There is no doubt that the pandemic disrupted services and may have prompted some women to skip their appointment. It is crucial that we get back on track and address barriers to screening where they exist.

Vaccination

HPV vaccination is the other key element of a successful elimination strategy. At its height, HPV vaccine uptake reached 87 per cent in 2014-2015, making Ireland an exemplar country in Europe. A damaging anti-vaccine campaign saw this fall to about 50 per cent in 2016-2017. The Health Service Executive and the HPV Vaccine Alliance came together to restore trust in a safe and effective vaccine. This collective effort was supported by the singular impact of 26-year-old Laura Brennan’s high-profile campaign to raise awareness of the disease before it took her life in 2019. The value of Laura’s selfless advocacy cannot be overstated.

Today, vaccine uptake is still well below where it needs to be.

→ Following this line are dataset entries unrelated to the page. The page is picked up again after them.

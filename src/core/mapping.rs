//! Catalog mapping suggestions for free-text BOQ lines
//!
//! Matching is a string heuristic: exact match, containment, then token
//! overlap with keyword and unit bonuses. Every score is clamped to 0..=100.

use serde::{Deserialize, Serialize};
use std::collections::HashSet;

use crate::entities::boq::{clamp_confidence, BoqItem, MappingSuggestion};
use crate::entities::catalog::CatalogItem;

const EXACT_SCORE: f64 = 100.0;
const CONTAINS_SCORE: f64 = 85.0;
const OVERLAP_WEIGHT: f64 = 70.0;
const KEYWORD_BONUS: f64 = 10.0;
const UNIT_BONUS: f64 = 10.0;

/// Tuning for suggestion runs
#[derive(Debug, Clone, PartialEq, Serialize, Deserialize)]
#[serde(default)]
pub struct MappingConfig {
    /// Suggestions below this confidence are dropped
    pub min_confidence: f64,

    /// Number of suggestions kept per line
    pub max_suggestions: usize,
}

impl Default for MappingConfig {
    fn default() -> Self {
        Self {
            min_confidence: 40.0,
            max_suggestions: 3,
        }
    }
}

/// Lower-case, turn punctuation into spaces, collapse whitespace
pub fn normalize(text: &str) -> String {
    text.chars()
        .flat_map(|c| {
            if c.is_alphanumeric() {
                c.to_lowercase().collect::<Vec<_>>()
            } else {
                vec![' ']
            }
        })
        .collect::<String>()
        .split_whitespace()
        .collect::<Vec<_>>()
        .join(" ")
}

fn tokens(normalized: &str) -> HashSet<&str> {
    normalized.split(' ').filter(|t| !t.is_empty()).collect()
}

/// Scores catalog items against BOQ lines
pub struct CatalogMatcher<'a> {
    catalog: &'a [CatalogItem],
    config: &'a MappingConfig,
}

impl<'a> CatalogMatcher<'a> {
    pub fn new(catalog: &'a [CatalogItem], config: &'a MappingConfig) -> Self {
        Self { catalog, config }
    }

    /// Confidence and reason for one pair
    pub fn score(item: &BoqItem, candidate: &CatalogItem) -> (f64, String) {
        let description = normalize(&item.description);
        if description.is_empty() {
            return (0.0, String::new());
        }
        let name = normalize(&candidate.name);
        let code = normalize(&candidate.code);

        let (base, reason) = if description == name || description == code {
            (EXACT_SCORE, "exact match".to_string())
        } else if !name.is_empty() && (description.contains(&name) || name.contains(&description))
        {
            (CONTAINS_SCORE, "name containment".to_string())
        } else {
            let ours = tokens(&description);
            let theirs = tokens(&name);
            let union = ours.union(&theirs).count();
            let overlap = if union == 0 {
                0.0
            } else {
                ours.intersection(&theirs).count() as f64 / union as f64
            };

            let keyword_hits = candidate
                .keywords
                .iter()
                .map(|k| normalize(k))
                .filter(|k| !k.is_empty() && description.contains(k.as_str()))
                .count();

            let score = overlap * OVERLAP_WEIGHT + keyword_hits as f64 * KEYWORD_BONUS;
            let reason = match keyword_hits {
                0 => format!("{:.0}% word overlap", overlap * 100.0),
                n => format!("{:.0}% word overlap, {} keyword(s)", overlap * 100.0, n),
            };
            (score, reason)
        };

        if base <= 0.0 {
            return (0.0, String::new());
        }

        let unit_matches = !item.unit.trim().is_empty()
            && item.unit.trim().eq_ignore_ascii_case(candidate.unit.trim());
        if unit_matches {
            (clamp_confidence(base + UNIT_BONUS), format!("{}, same unit", reason))
        } else {
            (clamp_confidence(base), reason)
        }
    }

    /// Ranked suggestions for a line, best first
    pub fn suggest(&self, item: &BoqItem) -> Vec<MappingSuggestion> {
        let mut suggestions: Vec<MappingSuggestion> = self
            .catalog
            .iter()
            .filter_map(|candidate| {
                let (confidence, reason) = Self::score(item, candidate);
                (confidence > 0.0 && confidence >= self.config.min_confidence)
                    .then(|| MappingSuggestion::new(candidate, confidence, reason))
            })
            .collect();

        suggestions.sort_by(|a, b| {
            b.confidence
                .partial_cmp(&a.confidence)
                .unwrap_or(std::cmp::Ordering::Equal)
                .then_with(|| a.catalog_code.cmp(&b.catalog_code))
        });
        suggestions.truncate(self.config.max_suggestions);
        suggestions
    }
}

#[cfg(test)]
mod tests {
    use super::*;

    fn catalog() -> Vec<CatalogItem> {
        let mut rcc = CatalogItem::new("RCC-M25", "RCC M25 Grade Concrete", "m3", "t".into());
        rcc.keywords = vec!["concrete".into()];
        let steel = CatalogItem::new("STL-500", "Steel Reinforcement Fe500", "kg", "t".into());
        let mut wiring = CatalogItem::new("ELE-WIR", "Electrical Wiring", "lot", "t".into());
        wiring.keywords = vec!["cable".into()];
        vec![rcc, steel, wiring]
    }

    #[test]
    fn test_normalize() {
        assert_eq!(normalize("  Steel Reinforcement (Fe500) "), "steel reinforcement fe500");
        assert_eq!(normalize("PCC 1:4:8"), "pcc 1 4 8");
        assert_eq!(normalize("---"), "");
        assert_eq!(normalize("ÉDGE Profile"), "édge profile");
    }

    #[test]
    fn test_non_ascii_case_matches() {
        let catalog = vec![CatalogItem::new("GRN-01", "Édge Granite Slab", "m2", "t".into())];
        let item = BoqItem::new("édge granite slab", 12.0, "m2");
        let (score, reason) = CatalogMatcher::score(&item, &catalog[0]);
        assert_eq!(score, 100.0);
        assert!(reason.contains("exact"));
    }

    #[test]
    fn test_exact_match_scores_full() {
        let item = BoqItem::new("electrical wiring", 1.0, "lot");
        let (score, reason) = CatalogMatcher::score(&item, &catalog()[2]);
        assert_eq!(score, 100.0);
        assert!(reason.contains("exact"));
    }

    #[test]
    fn test_containment_with_unit_bonus() {
        let item = BoqItem::new("Steel Reinforcement (Fe500) bars", 25000.0, "KG");
        let (score, _) = CatalogMatcher::score(&item, &catalog()[1]);
        assert_eq!(score, 95.0);
    }

    #[test]
    fn test_unrelated_scores_zero() {
        let item = BoqItem::new("Plastering (Internal)", 1200.0, "m2");
        for candidate in catalog() {
            assert_eq!(CatalogMatcher::score(&item, &candidate).0, 0.0);
        }
    }

    #[test]
    fn test_overlap_and_keywords() {
        // tokens {m25, concrete, slab} vs {rcc, m25, grade, concrete}: 2/5 overlap
        let item = BoqItem::new("M25 concrete slab", 10.0, "cum");
        let (score, reason) = CatalogMatcher::score(&item, &catalog()[0]);
        assert!((score - (0.4 * 70.0 + 10.0)).abs() < 1e-9);
        assert!(reason.contains("keyword"));
    }

    #[test]
    fn test_suggest_ranks_and_filters() {
        let config = MappingConfig {
            min_confidence: 40.0,
            max_suggestions: 2,
        };
        let catalog = catalog();
        let matcher = CatalogMatcher::new(&catalog, &config);

        let suggestions = matcher.suggest(&BoqItem::new("Electrical Wiring", 1.0, "lot"));
        assert_eq!(suggestions.len(), 1);
        assert_eq!(suggestions[0].catalog_code, "ELE-WIR");
        assert!(suggestions
            .iter()
            .all(|s| (0.0..=100.0).contains(&s.confidence)));

        assert!(matcher
            .suggest(&BoqItem::new("Plumbing Works", 1.0, "lot"))
            .is_empty());
    }
}
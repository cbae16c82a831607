//! BOQ validation rules, issue reporting and scoring
//!
//! A BOQ is checked against a fixed checklist (required fields, quantity
//! bounds, unit allow-list, prices, duplicates, declared amounts). Each check
//! produces an error or a warning; the report status and the 0-100 score are
//! derived from those.

use chrono::{DateTime, Utc};
use serde::{Deserialize, Serialize};
use std::collections::{HashMap, HashSet};

use crate::entities::boq::{Boq, MappingStatus};

/// Tolerance when comparing a declared amount with quantity x price
const AMOUNT_TOLERANCE: f64 = 0.01;

/// Configurable thresholds for the checklist
#[derive(Debug, Clone, PartialEq, Serialize, Deserialize)]
#[serde(default)]
pub struct ValidationRules {
    /// Units accepted without a warning (compared case-insensitively)
    pub allowed_units: Vec<String>,

    /// Quantities must be strictly greater than this
    pub min_quantity: f64,

    /// Quantities above this raise a warning
    pub max_quantity: f64,

    /// Missing price is an error instead of a warning
    pub require_price: bool,

    /// Descriptions shorter than this raise a warning
    pub min_description_length: usize,

    /// Warn about lines that are not mapped to the catalog
    pub warn_unmapped: bool,
}

impl Default for ValidationRules {
    fn default() -> Self {
        Self {
            allowed_units: [
                "nos", "no", "pcs", "each", "pair", "set", "lot", "ls", "job", "m", "rmt", "rft",
                "m2", "sqm", "sqft", "m3", "cum", "kg", "ton", "mt", "l", "ltr", "hr", "day",
                "month", "box", "roll", "bag",
            ]
            .iter()
            .map(|s| s.to_string())
            .collect(),
            min_quantity: 0.0,
            max_quantity: 1_000_000.0,
            require_price: false,
            min_description_length: 3,
            warn_unmapped: false,
        }
    }
}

A revitalised campaign to ensure girls and boys have their vaccine when offered – and to reach those who may have been missed during the pandemic – will be essential if Ireland is to drive down rates of disease in the years ahead.

Ireland’s screening and vaccination programmes have worked through challenges in recent years but provide a solid basis for tackling cancers caused by HPV. Advances in medical science and growing political momentum mean this generation could be the last in which sisters, wives, mothers and daughters are lost to cervical cancer.

Cara Martin is Assistant Professor in Molecular Pathology, Tumour Biology and Cancer Screening at TCD and co-founder, lead investigator and programme manager of Cerviva, the Irish cervical screening research consortium.